The C750 will come in in mid-January and the other two will be installed in early February. They replace Solent’s black-and-white Xerox Nuvera and Xerox 700 Digital Color Press.
Solent managing director Martin Reynolds said he looked at machines from three manufacturers, and that he wasn’t going to buy the C750 but worried about limiting the 12-staff business to having just one digital colour machine. He also considered going down the LED-UV litho route, prior to opting for two colour digital colour machines.
Reynolds said: “We all thought when we went to Canon’s Birmingham demonstration suite that everything they had was aspirational and all the samples were of a good colour, good quality and on lots of different paper types.

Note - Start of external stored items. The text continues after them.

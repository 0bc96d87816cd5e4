//! Coordinator - turn-loop state machine
//!
//! ```text
//!   Idle ──Begin──► Running ◄──TogglePause──► Paused
//!                      │
//!                      └──Finish / Quit / Kill──► Finished
//! ```
//!
//! [`Coordinator`] is a single-writer state cell for the world, the turn and
//! the run state. [`TurnLoop`] drives turns through it and never touches the
//! state directly.

mod config;
mod core;
mod handle;
mod messages;
mod turn_loop;

pub use config::CoordinatorConfig;
pub use core::Coordinator;
pub use handle::CoordinatorHandle;
pub use messages::{AliveCount, CoordError, CoordinatorMetrics, FaultRecord, Gate, PauseState, RunSnapshot};
pub use turn_loop::{RunError, RunOutcome, TurnLoop};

“The investment is really to upgrade the quality and give us a little bit of extra capacity and lifts us from what we’re doing now up the next couple of steps of the ladder. The longer sheet is also a selling point and the fact that the larger sheet can print onto 350gsm board; and that is on the smaller machine.

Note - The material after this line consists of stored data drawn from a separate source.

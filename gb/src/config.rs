//! golbroker configuration types and loading

use eyre::{Context, Result};
use serde::{Deserialize, Serialize};
use std::fs;
use std::path::{Path, PathBuf};
use std::time::Duration;

use crate::coordinator::CoordinatorConfig;

/// Main configuration, one section per role
#[derive(Debug, Clone, Default, Serialize, Deserialize)]
#[serde(default)]
pub struct Config {
    /// Log level (TRACE, DEBUG, INFO, WARN, ERROR)
    #[serde(rename = "log-level")]
    pub log_level: Option<String>,

    /// Broker process settings
    pub broker: BrokerConfig,

    /// Worker process settings
    pub worker: WorkerConfig,

    /// Distributor settings for `gb run`
    pub run: RunConfig,

    /// Turn loop tuning, used by the broker and by local runs
    pub coordinator: CoordinatorConfig,
}

impl Config {
    /// Load configuration with fallback chain
    pub fn load(config_path: Option<&PathBuf>) -> Result<Self> {
        // If explicit config path provided, try to load it
        if let Some(path) = config_path {
            return Self::load_from_file(path).context(format!("Failed to load config from {}", path.display()));
        }

        for candidate in Self::candidates() {
            if candidate.exists() {
                match Self::load_from_file(&candidate) {
                    Ok(config) => return Ok(config),
                    Err(e) => {
                        tracing::warn!("Failed to load config from {}: {}", candidate.display(), e);
                    }
                }
            }
        }

        // No config file found, use defaults
        tracing::info!("No config file found, using defaults");
        Ok(Self::default())
    }

    /// Read only the log level, before logging is set up
    ///
    /// Never fails: a missing or broken config file just yields `None`.
    pub fn load_log_level(config_path: Option<&PathBuf>) -> Option<String> {
        let paths = match config_path {
            Some(path) => vec![path.clone()],
            None => Self::candidates(),
        };
        paths
            .iter()
            .filter(|p| p.exists())
            .find_map(|p| Self::load_from_file(p).ok())
            .and_then(|config| config.log_level)
    }

    /// Project-local `.golbroker.yml`, then `~/.config/golbroker/golbroker.yml`
    fn candidates() -> Vec<PathBuf> {
        let mut paths = vec![PathBuf::from(".golbroker.yml")];
        if let Some(config_dir) = dirs::config_dir() {
            paths.push(config_dir.join("golbroker").join("golbroker.yml"));
        }
        paths
    }

    fn load_from_file<P: AsRef<Path>>(path: P) -> Result<Self> {
        let content = fs::read_to_string(&path).context("Failed to read config file")?;

        let config: Self = serde_yaml::from_str(&content).context("Failed to parse config file")?;

        tracing::info!("Loaded config from: {}", path.as_ref().display());
        Ok(config)
    }
}

/// Broker process settings
#[derive(Debug, Clone, PartialEq, Eq, Serialize, Deserialize)]
#[serde(default)]
pub struct BrokerConfig {
    /// Address the broker listens on
    pub listen: String,

    /// How long a subscribing worker gets to answer the reachability ping
    #[serde(rename = "subscribe-timeout-ms")]
    pub subscribe_timeout_ms: u64,

    /// Connect and write timeout towards workers
    #[serde(rename = "worker-io-timeout-ms")]
    pub worker_io_timeout_ms: u64,

    /// Longest wait for a worker to return a band
    #[serde(rename = "worker-response-timeout-ms")]
    pub worker_response_timeout_ms: u64,

    /// Append run events (without cell flips) to this JSONL file
    #[serde(rename = "event-log")]
    pub event_log: Option<PathBuf>,
}

impl Default for BrokerConfig {
    fn default() -> Self {
        Self {
            listen: "127.0.0.1:8030".to_string(),
            subscribe_timeout_ms: 2000,
            worker_io_timeout_ms: 5000,
            worker_response_timeout_ms: 30_000,
            event_log: None,
        }
    }
}

impl BrokerConfig {
    pub fn subscribe_timeout(&self) -> Duration {
        Duration::from_millis(self.subscribe_timeout_ms)
    }

    pub fn worker_io_timeout(&self) -> Duration {
        Duration::from_millis(self.worker_io_timeout_ms)
    }

    pub fn worker_response_timeout(&self) -> Duration {
        Duration::from_millis(self.worker_response_timeout_ms)
    }
}

/// Worker process settings
#[derive(Debug, Clone, PartialEq, Eq, Serialize, Deserialize)]
#[serde(default)]
pub struct WorkerConfig {
    /// Address the worker listens on
    pub listen: String,

    /// Broker to subscribe to
    pub broker: String,

    /// Address the broker should dial, when it differs from `listen`
    pub advertise: Option<String>,

    /// Timeout for requests to the broker
    #[serde(rename = "timeout-ms")]
    pub timeout_ms: u64,
}

impl Default for WorkerConfig {
    fn default() -> Self {
        Self {
            listen: "127.0.0.1:8040".to_string(),
            broker: "127.0.0.1:8030".to_string(),
            advertise: None,
            timeout_ms: 5000,
        }
    }
}

impl WorkerConfig {
    pub fn timeout(&self) -> Duration {
        Duration::from_millis(self.timeout_ms)
    }
}

/// Distributor settings
#[derive(Debug, Clone, PartialEq, Eq, Serialize, Deserialize)]
#[serde(default)]
pub struct RunConfig {
    /// Broker to run on
    pub broker: String,

    /// Always run in-process
    #[serde(rename = "broker-disabled")]
    pub broker_disabled: bool,

    /// Turns to run
    pub turns: u64,

    /// In-process lanes for local runs
    pub threads: usize,

    #[serde(rename = "image-width")]
    pub image_width: usize,

    #[serde(rename = "image-height")]
    pub image_height: usize,

    /// Directory holding input images
    #[serde(rename = "images-dir")]
    pub images_dir: PathBuf,

    /// Directory output images are written to
    #[serde(rename = "out-dir")]
    pub out_dir: PathBuf,

    /// How often the live cell count is reported
    #[serde(rename = "alive-report-interval-ms")]
    pub alive_report_interval_ms: u64,

    /// How long the broker gets to answer the initial ping
    #[serde(rename = "connect-timeout-ms")]
    pub connect_timeout_ms: u64,

    /// Append run events to this JSONL file
    #[serde(rename = "event-log")]
    pub event_log: Option<PathBuf>,
}

impl Default for RunConfig {
    fn default() -> Self {
        Self {
            broker: "127.0.0.1:8030".to_string(),
            broker_disabled: false,
            turns: 100,
            threads: 8,
            image_width: 512,
            image_height: 512,
            images_dir: PathBuf::from("images"),
            out_dir: PathBuf::from("out"),
            alive_report_interval_ms: 2000,
            connect_timeout_ms: 2000,
            event_log: None,
        }
    }
}

impl RunConfig {
    pub fn alive_report_interval(&self) -> Duration {
        Duration::from_millis(self.alive_report_interval_ms)
    }

    pub fn connect_timeout(&self) -> Duration {
        Duration::from_millis(self.connect_timeout_ms)
    }
}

“We do about one million clicks black-and-white per quarter and the quality coming off the Océ was more of a printers’ black, it looked nice, especially when you start introducing tints.”
The C10000 prints at 100ppm and takes a range of different substrates up to 350gsm, while the VarioPrint handles a slightly narrower weight range, but can duplex at around 170 A4 images per minute.
Reynolds said that, once installed, he will start looking to migrate shorter-run litho work over to the new machines, and will then try and build up its litho division with new work. It runs a four-colour Ryobi 524 four days a week and occasionally a second two-colour Ryobi machine.
Solent also runs a Roland Soljet XC-540 large-format machine and various items of finishing equipment, including a Horizon binder purchased for £50,000 this time last year.
The £840,000-turnover outfit is looking to boost sales by around £200,000 and recruit a new member of staff once the machines are in.